Default retry behavior

By default, operations support retries for the following HTTP error codes, as well as any socket errors that indicate the connection was lost or never successfully established.

  • 408 Request Timeout
  • 429 Too Many Requests
  • 500 Internal Server Error
  • 502 Bad Gateway
  • 503 Service Unavailable
  • 504 Gateway Timeout

All exponential backoff and retry settings in the C++ library are configurable. If the algorithms implemented in the library do not support your needs, you can provide custom code to implement your own strategies.

Setting Default value
Auto retry True
Maximum time retrying a request 15 minutes
Initial wait (backoff) time 1 second
Wait time multiplier per iteration 2
Maximum amount of wait time 5 minutes

By default, the C++ library retries all operations with retryable errors, even those that never idempotent and can delete or create multiple resources when repeatedly successful. To only retry idempotent operations, use the google::cloud::storage::StrictIdempotencyPolicy.

Customize retries

To customize the retry behavior, provide values for the following options when you initialize the google::cloud::storage::Client object:

  • google::cloud::storage::RetryPolicyOption: The library provides google::cloud::storage::LimitedErrorCountRetryPolicy and google::cloud::storage::LimitedTimeRetryPolicy classes. You can provide your own class, which must implement the google::cloud::RetryPolicy interface.

  • google::cloud::storage::BackoffPolicyOption: The library provides the google::cloud::storage::ExponentialBackoffPolicy class. You can provide your own class, which must implement the google::cloud::storage::BackoffPolicy interface.

  • google::cloud::storage::IdempotencyPolicyOption: The library provides the google::cloud::storage::StrictIdempotencyPolicy and google::cloud::storage::AlwaysRetryIdempotencyPolicy classes. You can provide your own class, which must implement the google::cloud::storage::IdempotencyPolicy interface.

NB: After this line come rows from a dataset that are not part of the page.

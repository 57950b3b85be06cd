use super::*;
use checkers_core::{legal_moves, GameOutcome, GameRunner, RunnerConfig};

#[test]
fn random_policy_returns_a_legal_move() {
    let mut pos = Position::start();
    let legal = legal_moves(&mut pos);

    let mut policy = RandomPolicy::seeded(42);
    for _ in 0..16 {
        let chosen = policy.choose_move(&pos, &legal);
        assert!(legal.contains(&chosen));
    }
}

#[test]
fn random_self_play_reaches_a_terminal_state() {
    let runner = GameRunner::new(RunnerConfig { max_turns: 500 });
    let mut red = RandomPolicy::seeded(1);
    let mut black = RandomPolicy::seeded(2);

    let report = runner.run_game(&mut red, &mut black).unwrap();
    match report.outcome {
        GameOutcome::Elimination { .. }
        | GameOutcome::Stalemate { .. }
        | GameOutcome::TurnLimit => {}
    }
    assert!(!report.trace.red.is_empty());
    assert!(!report.trace.black.is_empty());
}
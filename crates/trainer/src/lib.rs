//! Self-Play Training Driver for ml-checkers
//!
//! This crate wires the learning loop around the rules engine:
//! - The game runner produces per-side feature traces (performance system)
//! - The critic turns a trace into training examples with one-step targets
//! - The generalizer nudges the linear coefficients toward those targets
//! - The store persists weights and run counters between invocations
//!
//! # Usage
//!
//! ```bash
//! # Run 500 self-play training games against the persisted state
//! cargo run -p trainer -- train --games 500
//!
//! # Benchmark the trained red weights against a random baseline
//! cargo run -p trainer -- bench --games 50
//! ```

mod bench;
mod config;
mod critic;
mod generalizer;
mod session;
mod store;

pub use bench::{run_bench, BenchResult};
pub use config::TrainerConfig;
pub use critic::{target_value, training_values, TrainingExample};
pub use generalizer::{update_weights, update_weights_with, COEFF_LIMITS, SENSITIVITY};
pub use session::TrainingSession;
pub use store::TrainingState;
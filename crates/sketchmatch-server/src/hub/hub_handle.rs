use sketchmatch_lib::{net::Message, ConnectionId, Difficulty, Role};
use tokio::sync::{mpsc, oneshot};

use crate::game::GameResult;

use super::hub_actor::HubAction;
use super::{HubError, HubResult};

#[derive(Clone, Debug)]
pub struct HubHandleProvider {
    pub(crate) sender: mpsc::Sender<HubAction>,
}

impl HubHandleProvider {
    /// Create the handle a single connection uses to talk to the hub. Dropping it reports the connection as
    /// lost.
    pub fn into_handle(self, connection_id: impl Into<ConnectionId>) -> HubHandle {
        HubHandle {
            sender: self.sender,
            connection_id: connection_id.into(),
            left: false,
        }
    }
}

#[derive(Debug)]
pub struct HubHandle {
    pub(crate) sender: mpsc::Sender<HubAction>,
    pub(super) connection_id: ConnectionId,
    left: bool,
}

impl HubHandle {
    async fn execute(
        &self,
        msg: HubAction,
        rx: oneshot::Receiver<GameResult<()>>,
    ) -> HubResult<()> {
        // Ignore first error, if there is an error, rx.await will fail as well since it's sender
        // will have been dropped
        let _ = self.sender.send(msg).await;
        rx.await
            .map_err(|_| HubError::HandleInvalid)?
            .map_err(HubError::from)
    }

    /// Hand the hub the queue this connection's notifications should be written to.
    pub async fn connect(&self, outbound: mpsc::Sender<Message>) -> HubResult<()> {
        self.sender
            .send(HubAction::Connect {
                id: self.connection_id,
                outbound,
            })
            .await
            .map_err(|_| HubError::HandleInvalid)
    }

    pub async fn declare(&self, role: Role, display_name: String) -> HubResult<()> {
        let (tx, rx) = oneshot::channel();
        let msg = HubAction::Declare {
            respond_to: tx,
            id: self.connection_id,
            role,
            display_name,
        };
        self.execute(msg, rx).await
    }

    pub async fn select_word(&self, word: String, difficulty: Option<Difficulty>) -> HubResult<()> {
        let (tx, rx) = oneshot::channel();
        let msg = HubAction::SelectWord {
            respond_to: tx,
            id: self.connection_id,
            word,
            difficulty,
        };
        self.execute(msg, rx).await
    }

    pub async fn update_canvas(&self, canvas: Vec<u8>) -> HubResult<()> {
        let (tx, rx) = oneshot::channel();
        let msg = HubAction::UpdateCanvas {
            respond_to: tx,
            id: self.connection_id,
            canvas,
        };
        self.execute(msg, rx).await
    }

    /// Report the connection as gone. Returns once the hub has the disconnect queued, so it is handled
    /// before anything sent after this returns.
    pub async fn leave(mut self) {
        self.left = true;
        let id = self.connection_id;
        if let Err(e) = self.sender.send(HubAction::Disconnect { id }).await {
            tracing::warn!(%e, "Failed to report disconnect to the hub.");
        }
    }

    pub async fn submit_guess(&self, guess: String) -> HubResult<()> {
        let (tx, rx) = oneshot::channel();
        let msg = HubAction::SubmitGuess {
            respond_to: tx,
            id: self.connection_id,
            guess,
        };
        self.execute(msg, rx).await
    }
}

impl Drop for HubHandle {
    fn drop(&mut self) {
        if self.left {
            return;
        }
        let tx = self.sender.clone();
        let id = self.connection_id;
        tokio::spawn(async move {
            if let Err(e) = tx.send(HubAction::Disconnect { id }).await {
                tracing::warn!(%e, "Failed to report disconnect to the hub.");
            }
        });
    }
}
use std::time::SystemTime;

use crate::{ConnectionId, Difficulty, Role, SessionId};
use serde::{Deserialize, Serialize};

use super::ProtocolError;

#[derive(Debug, Deserialize, Serialize, Clone, PartialEq)]
pub enum Message {
    Error { error: ProtocolError },
    Version { version: String },
    /// Liveness probe. Answered with a [`Message::Pong`], after which the server closes the connection.
    Ping,
    Pong { message: String },
    ConnectionAccept { connection_id: ConnectionId },
    /// Client -> server gameplay event.
    Event(Event),
    /// Server -> client notification.
    Notify(Envelope),
}

impl From<Event> for Message {
    fn from(event: Event) -> Self {
        Self::Event(event)
    }
}

impl From<Envelope> for Message {
    fn from(envelope: Envelope) -> Self {
        Self::Notify(envelope)
    }
}

#[derive(Debug, Deserialize, Serialize, Clone, PartialEq, Eq)]
pub enum Event {
    DeclareDrawer {
        display_name: String,
    },
    DeclareGuesser {
        display_name: String,
    },
    WordSelected {
        selected_word: String,
        difficulty: Option<Difficulty>,
    },
    CanvasUpdated {
        canvas: Vec<u8>,
    },
    GuessSubmitted {
        guessing_word: String,
    },
}

impl Event {
    pub fn declare(role: Role, display_name: impl Into<String>) -> Self {
        let display_name = display_name.into();
        match role {
            Role::Drawer => Self::DeclareDrawer { display_name },
            Role::Guesser => Self::DeclareGuesser { display_name },
        }
    }

    /// Short name for logging. Canvas payloads are too large to print.
    pub fn kind(&self) -> &'static str {
        match self {
            Event::DeclareDrawer { .. } => "declare-drawer",
            Event::DeclareGuesser { .. } => "declare-guesser",
            Event::WordSelected { .. } => "word-selected",
            Event::CanvasUpdated { .. } => "canvas-updated",
            Event::GuessSubmitted { .. } => "guess-submitted",
        }
    }
}

/// Every notification is stamped with the server time it was produced at.
#[derive(Debug, Deserialize, Serialize, Clone, PartialEq)]
pub struct Envelope {
    pub timestamp: SystemTime,
    pub notification: Notification,
}

impl Envelope {
    pub fn now(notification: Notification) -> Self {
        Self {
            timestamp: SystemTime::now(),
            notification,
        }
    }
}

#[derive(Debug, Deserialize, Serialize, Clone, PartialEq)]
pub enum Notification {
    WaitingForPlayer,
    Matched {
        session_id: SessionId,
        drawer_name: String,
        guesser_name: String,
        started_time: SystemTime,
    },
    /// The drawer has picked a word. The word itself is never sent.
    GameStarted,
    CanvasUpdated {
        canvas: Vec<u8>,
    },
    GameFinished {
        duration_seconds: f64,
        points: u64,
    },
    GuessIncorrect,
    /// The other participant dropped and the round was abandoned.
    GameStopped {
        session_id: SessionId,
    },
}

namespace gcs = ::google::cloud::storage;
// Create the client configuration:
auto options = google::cloud::Options{};
// Retries only idempotent operations.
options.set<gcs::IdempotencyPolicyOption>(
    gcs::StrictIdempotencyPolicy().clone());
// On error, it backs off for 1 second, then 3 seconds, then 9 seconds, etc.
// The backoff time never grows larger than 1 minute. The strategy introduces
// jitter around the backoff delay.
options.set<gcs::BackoffPolicyOption>(
    gcs::ExponentialBackoffPolicy(
        /*initial_delay=*/std::chrono::seconds(1),
        /*maximum_delay=*/std::chrono::minutes(1),
        /*scaling=*/3.0)
        .clone());
// Retries all operations for up to 5 minutes, including any backoff time.
options.set<gcs::RetryPolicyOption>(
    gcs::LimitedTimeRetryPolicy(std::chrono::minutes(5)).clone());
return gcs::Client(std::move(options));

C#

The C# client library uses exponential backoff by default.

Go

The Go client library uses exponential backoff by default.

Java

The Java client library uses exponential backoff by default.

Node.js

Default retry behavior

By default, operations support retries for the following error codes:

  • Connection errors:
    • EAI_again: This is a DNS lookup error. More information can be found here.
    • Connection reset by peer: This means that GCP has reset the connection.
    • Unexpected connection closure: This means GCP has closed the connection.
  • HTTP codes:
    • 408 Request Timeout
    • 429 Too Many Requests
    • 500 Internal Server Error
    • 502 Bad Gateway
    • 503 Service Unavailable
    • 504 Gateway Timeout

All exponential backoff settings in the Node.js library are configurable. By default, operations through Node.js use the following settings for exponential backoff:

Setting Default value (in seconds)
Auto retry True
Maximum number of retries 3
Initial wait time 1 second
Wait time multiplier per iteration 2
Maximum amount of wait time 64 seconds
Default deadline 600 seconds

There is a subset of Node.js operations that are conditionally idempotent (conditionally safe to retry). These operations only retry if they include specific arguments, also known as preconditions:

  • ifGenerationMatch or generation

    • Safe to retry if ifGenerationMatch or generation was passed in as an option to the method. Often, methods only accept one of these two parameters.
  • ifMetagenerationMatch

    • Safe to retry if ifMetagenerationMatch was passed in as an option.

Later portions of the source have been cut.